→ **TASK DIRECTIONS**:
Every line of the data must appear again in the answer, exactly as written.

Dataset entries:
★ ★ ★

//! Guardian seeding functionality.
//!
//! Generates fake guardians in parallel and inserts them through the
//! guardian repository.

use std::time::Instant;

use anyhow::Context;
use boarding::repository::Repository;
use boarding_models::{CreateGuardianDto, Guardian};
use fake::Fake;
use fake::faker::company::en::Profession;
use fake::faker::name::en::*;
use rayon::prelude::*;
use tokio::task::JoinSet;

/// Generates `count` valid guardian DTOs.
pub fn generate_guardians(count: usize) -> Vec<CreateGuardianDto> {
    (0..count).into_par_iter().map(generate_guardian).collect()
}

fn generate_guardian(index: usize) -> CreateGuardianDto {
    let first_name: String = FirstName().fake();
    let last_name: String = LastName().fake();
    let number: u64 = (100_000_000..999_999_999).fake();

    CreateGuardianDto {
        email: Some(format!(
            "{}.{}+guardian{}@example.com",
            email_part(&first_name),
            email_part(&last_name),
            index
        )),
        name: format!("{first_name} {last_name}"),
        phone: Some(format!("+8801{number}")),
        occupation: Some(Profession().fake()),
        ..CreateGuardianDto::default()
    }
}

/// Lowercase alphanumerics only, so generated addresses always validate.
pub(crate) fn email_part(name: &str) -> String {
    name.chars()
        .filter(char::is_ascii_alphanumeric)
        .collect::<String>()
        .to_lowercase()
}

/// Seeds `count` guardians and returns the created records.
pub async fn seed_guardians(
    repository: &Repository<Guardian>,
    count: usize,
) -> anyhow::Result<Vec<Guardian>> {
    let start_time = Instant::now();
    eprintln!("👪 Seeding {count} guardians...");

    let dtos = generate_guardians(count);
    let mut tasks = JoinSet::new();
    for dto in dtos {
        let repository = repository.clone();
        tasks.spawn(async move { repository.create(dto).await });
    }

    let mut created = Vec::with_capacity(count);
    while let Some(joined) = tasks.join_next().await {
        let guardian = joined
            .context("Guardian insert task panicked")?
            .context("Failed to insert generated guardian")?;
        created.push(guardian);
    }

    eprintln!(
        "   ✓ Inserted {} guardians in {:?}",
        created.len(),
        start_time.elapsed()
    );

    Ok(created)
}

★ ★ ★

→ **SOLUTION TO THE PROBLEM**:
//! Guardian seeding functionality.
//!
//! Generates fake guardians in parallel and inserts them through the
//! guardian repository.

use std::time::Instant;

use anyhow::Context;
use boarding::repository::Repository;
use boarding_models::{CreateGuardianDto, Guardian};
use fake::Fake;
use fake::faker::company::en::Profession;
use fake::faker::name::en::*;
use rayon::prelude::*;
use tokio::task::JoinSet;

/// Generates `count` valid guardian DTOs.
pub fn generate_guardians(count: usize) -> Vec<CreateGuardianDto> {
    (0..count).into_par_iter().map(generate_guardian).collect()
}

fn generate_guardian(index: usize) -> CreateGuardianDto {
    let first_name: String = FirstName().fake();
    let last_name: String = LastName().fake();
    let number: u64 = (100_000_000..999_999_999).fake();

    CreateGuardianDto {
        email: Some(format!(
            "{}.{}+guardian{}@example.com",
            email_part(&first_name),
            email_part(&last_name),
            index
        )),
        name: format!("{first_name} {last_name}"),
        phone: Some(format!("+8801{number}")),
        occupation: Some(Profession().fake()),
        ..CreateGuardianDto::default()
    }
}

/// Lowercase alphanumerics only, so generated addresses always validate.
pub(crate) fn email_part(name: &str) -> String {
    name.chars()
        .filter(char::is_ascii_alphanumeric)
        .collect::<String>()
        .to_lowercase()
}

/// Seeds `count` guardians and returns the created records.
pub async fn seed_guardians(
    repository: &Repository<Guardian>,
    count: usize,
) -> anyhow::Result<Vec<Guardian>> {
    let start_time = Instant::now();
    eprintln!("👪 Seeding {count} guardians...");

    let dtos = generate_guardians(count);
    let mut tasks = JoinSet::new();
    for dto in dtos {
        let repository = repository.clone();
        tasks.spawn(async move { repository.create(dto).await });
    }

    let mut created = Vec::with_capacity(count);
    while let Some(joined) = tasks.join_next().await {
        let guardian = joined
            .context("Guardian insert task panicked")?
            .context("Failed to insert generated guardian")?;
        created.push(guardian);
    }

    eprintln!(
        "   ✓ Inserted {} guardians in {:?}",
        created.len(),
        start_time.elapsed()
    );

    Ok(created)
}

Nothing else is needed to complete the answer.